Re: Vnode API change: add global vnode cache

On Mon, Apr 28, 2014 at 10:56:44AM +0200, J. Hannken-Illjes wrote:
 > > Wading into this after the fact, I see the following points:
 > > 
 > > - Duplicating the getnewvnode logic is definitely bad; we have enough
 > > cruft without adding new redundant but not quite equivalent code
 > > paths.
 > > 
 > > - It seems to me that in the long run, all of this baloney should be
 > > hidden away inside the vfs layer; filesystems that use the vnode cache
 > > should only need to call vcache_get, and the only thing that should
 > > ever see a partially initialized vnode is VOP_LOAD and nothing outside
 > > the vnode cache should ever see a vnode with refcount zero.
 > Agreed.

ok, in that case I think the only issue with the patch I looked at
Sunday (was it that long ago already?) is that it does duplicate the
getnewvnode logic -- if you've since fixed that I don't think I have
further substantive objections.

 > > - A while back (one or two rounds ago) I floated an idea that had
 > > separate vnode key objects for the same reason they appear here: to
 > > make insertion atomic. Riastradh convinced me at the time that this
 > > wasn't necessary, so I dropped it and never got around to posting it
 > > on tech-kern. However, it had a characteristic that I don't see here:
 > > locks in the vnode keys. The idea of that was to introduce a level of
 > > indirection so that nothing like VI_CHANGING was needed: while loading
 > > a vnode, you unlock the table but leave the key locked, and that takes
 > > care, in an orderly way, of making sure nobody else sees it.

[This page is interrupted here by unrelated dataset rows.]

//! Cypher renderer.
//!
//! Renders a [`QueryPlan`] one line per feature, each terminated by `\n`:
//! virtual node → matches in plan order → aggregation → RETURN → ORDER BY →
//! LIMIT. Absent features emit nothing. Virtual graph elements use the APOC
//! `apoc.create.vNode` / `apoc.create.vRelationship` procedures.

use crate::plan::{
    Aggregation, Clause, ContainsPredicate, KeyLookup, Literal, MatchKind, NodeClause, Projection,
    QueryPlan, RelationshipClause,
};
use crate::render::{GeneratedQuery, QueryRenderer};

#[derive(Debug, Clone, Copy, Default)]
pub struct CypherRenderer;

impl CypherRenderer {
    pub fn new() -> Self {
        Self
    }

    fn render_clause(&self, clause: &Clause) -> String {
        match clause {
            Clause::Node(node) => self.render_node(node),
            Clause::Lookup(lookup) => self.render_lookup(lookup),
            Clause::Contains(predicate) => self.render_contains(predicate),
            Clause::Relationship(rel) => self.render_relationship(rel),
        }
    }

    fn render_node(&self, node: &NodeClause) -> String {
        match node.kind {
            MatchKind::Virtual => {
                let properties = node
                    .properties
                    .iter()
                    .map(|(key, value)| format!("{}: {}", key, render_literal(value)))
                    .collect::<Vec<_>>()
                    .join(", ");
                format!(
                    "CALL apoc.create.vNode(['{}'], {{{}}}) YIELD node AS {}",
                    node.label.name(),
                    properties,
                    node.alias()
                )
            }
            MatchKind::Mandatory => {
                format!("MATCH {}", node_pattern(node.label.alias(), node.label.name()))
            }
            MatchKind::Optional => {
                format!("OPTIONAL MATCH {}", node_pattern(node.label.alias(), node.label.name()))
            }
        }
    }

    fn render_lookup(&self, lookup: &KeyLookup) -> String {
        let alias = lookup.label.alias();
        format!(
            "MATCH ({}:{})\nWHERE {}.{} = {}",
            alias,
            lookup.label.name(),
            alias,
            lookup.key,
            render_literal(&lookup.value)
        )
    }

    fn render_contains(&self, predicate: &ContainsPredicate) -> String {
        format!(
            "WHERE {}.{} CONTAINS {}",
            predicate.label.alias(),
            predicate.property,
            render_literal(&predicate.needle)
        )
    }

    fn render_relationship(&self, rel: &RelationshipClause) -> String {
        match rel.kind {
            MatchKind::Virtual => format!(
                "CALL apoc.create.vRelationship({}, '{}', {{}}, {}) YIELD rel AS {}",
                rel.from_alias(),
                rel.relationship,
                rel.to_alias(),
                rel.alias
            ),
            MatchKind::Optional => format!("OPTIONAL MATCH {}", relationship_pattern(rel)),
            MatchKind::Mandatory => format!("MATCH {}", relationship_pattern(rel)),
        }
    }

    fn render_aggregation(&self, aggregation: &Aggregation) -> String {
        format!(
            "WITH *, {}({}) as {}",
            aggregation.function, aggregation.binding, aggregation.alias
        )
    }

    fn render_projection(&self, projection: &Projection) -> String {
        match projection {
            Projection::All => "RETURN *".to_string(),
            Projection::Aliases(aliases) => format!("RETURN {}", aliases.join(", ")),
        }
    }
}

impl QueryRenderer for CypherRenderer {
    fn name(&self) -> &str {
        "cypher"
    }

    fn render(&self, plan: &QueryPlan) -> GeneratedQuery {
        let mut lines: Vec<String> = plan
            .clauses
            .clauses()
            .iter()
            .map(|clause| self.render_clause(clause))
            .collect();

        if let Some(aggregation) = &plan.aggregation {
            lines.push(self.render_aggregation(aggregation));
        }
        lines.push(self.render_projection(&plan.projection));
        if let Some(order_by) = plan.order_by.as_deref().filter(|expr| !expr.is_empty()) {
            lines.push(format!("ORDER BY {}", order_by));
        }
        if let Some(limit) = plan.limit {
            lines.push(format!("LIMIT {}", limit));
        }

        let mut cypher = String::new();
        for line in lines {
            cypher.push_str(&line);
            cypher.push('\n');
        }
        GeneratedQuery { cypher }
    }
}

fn node_pattern(alias: &str, label: &str) -> String {
    format!("({}: {})", alias, label)
}

fn relationship_pattern(rel: &RelationshipClause) -> String {
    format!(
        "{}-[{}:{}]->{}",
        node_pattern(rel.from_alias(), rel.from.name()),
        rel.alias,
        rel.relationship,
        node_pattern(rel.to_alias(), rel.to.name())
    )
}

fn render_literal(literal: &Literal) -> String {
    match literal {
        Literal::String(text) => format!("'{}'", text),
        Literal::Number(text) => text.clone(),
    }
}

#[cfg(test)]
mod tests {
    use super::*;
    use crate::plan::ClausePlanBuilder;
    use crate::schema::{NodeLabel, SchemaGraph};

    fn product_match() -> NodeClause {
        NodeClause {
            label: NodeLabel::Product,
            kind: MatchKind::Mandatory,
            properties: Vec::new(),
        }
    }

    fn plan_with(clauses: ClausePlanBuilder) -> QueryPlan {
        QueryPlan {
            clauses: clauses.build(),
            aggregation: None,
            projection: Projection::Aliases(vec!["product"]),
            order_by: None,
            limit: None,
        }
    }

    // =========================================================================
    // Clause rendering
    // =========================================================================

    #[test]
    fn test_render_minimal() {
        let plan = plan_with(ClausePlanBuilder::new().node(product_match()));
        let query = CypherRenderer.render(&plan);
        assert_eq!(query.as_str(), "MATCH (product: Product)\nRETURN product\n");
    }

    #[test]
    fn test_render_virtual_node() {
        let node = NodeClause {
            label: NodeLabel::Keyword,
            kind: MatchKind::Virtual,
            properties: vec![("keyword", Literal::String("lamp".into()))],
        };
        assert_eq!(
            CypherRenderer.render_node(&node),
            "CALL apoc.create.vNode(['Keyword'], {keyword: 'lamp'}) YIELD node AS keyword"
        );
    }

    #[test]
    fn test_render_virtual_relationship() {
        let is_in = SchemaGraph::global().relationship("IS_IN").unwrap();
        let clause = RelationshipClause::from_def(is_in, MatchKind::Optional);
        assert_eq!(
            CypherRenderer.render_relationship(&clause),
            "CALL apoc.create.vRelationship(keyword, 'IS_IN', {}, product) YIELD rel AS r0"
        );
    }

    #[test]
    fn test_render_optional_relationship() {
        let stores = SchemaGraph::global().relationship("STORES").unwrap();
        let clause = RelationshipClause::from_def(stores, MatchKind::Optional);
        assert_eq!(
            CypherRenderer.render_relationship(&clause),
            "OPTIONAL MATCH (storage: Storage)-[r6:STORES]->(product: Product)"
        );
    }

    #[test]
    fn test_render_contains() {
        let predicate = ContainsPredicate {
            label: NodeLabel::Product,
            property: "product_name",
            needle: Literal::String("phone".into()),
        };
        assert_eq!(
            CypherRenderer.render_contains(&predicate),
            "WHERE product.product_name CONTAINS 'phone'"
        );
    }

    #[test]
    fn test_render_lookup_number_and_string() {
        let number = KeyLookup {
            label: NodeLabel::Order,
            key: "rs_id",
            value: Literal::Number("7".into()),
        };
        let text = KeyLookup {
            label: NodeLabel::Order,
            key: "rs_id",
            value: Literal::String("RS-7".into()),
        };
        assert_eq!(
            CypherRenderer.render_lookup(&number),
            "MATCH (order:Order)\nWHERE order.rs_id = 7"
        );
        assert_eq!(
            CypherRenderer.render_lookup(&text),
            "MATCH (order:Order)\nWHERE order.rs_id = 'RS-7'"
        );
    }

    // =========================================================================
    // Trailing stages
    // =========================================================================

    #[test]
    fn test_render_trailing_stages_in_order() {
        let mut plan = plan_with(ClausePlanBuilder::new().node(product_match()));
        plan.aggregation = Some(Aggregation {
            function: "COUNT",
            binding: "order",
            alias: "order_count",
        });
        plan.order_by = Some("order_count DESC".to_string());
        plan.limit = Some(10);

        let query = CypherRenderer.render(&plan);

        assert_eq!(
            query.as_str(),
            "MATCH (product: Product)\n\
             WITH *, COUNT(order) as order_count\n\
             RETURN product\n\
             ORDER BY order_count DESC\n\
             LIMIT 10\n"
        );
    }

    #[test]
    fn test_render_star_projection() {
        let mut plan = plan_with(ClausePlanBuilder::new().node(product_match()));
        plan.projection = Projection::All;
        assert!(CypherRenderer.render(&plan).as_str().ends_with("RETURN *\n"));
    }

    #[test]
    fn test_empty_order_by_emits_nothing() {
        let mut plan = plan_with(ClausePlanBuilder::new().node(product_match()));
        plan.order_by = Some(String::new());
        assert!(!CypherRenderer.render(&plan).as_str().contains("ORDER BY"));
    }
}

If we're
 > > going to end up with vnode key objects, I think they should contain
 > > locks in favor of having exposed or semi-exposed state flags.
 > While I agree on atomic insertions being a mandatory property I
 > don't see the need for a per key lock.  As collisions are very rare
 > wait and retry using hash table lock and key->vnode being NULL
 > or a per table cv like I did before is sufficient (at least for now).

Having a lock and waiting on a cv and state bit are exactly
equivalent, except that if you have a lock,
   - neither the state nor the mechanism is exposed.

I would consider that an advantage, but it's not a killer.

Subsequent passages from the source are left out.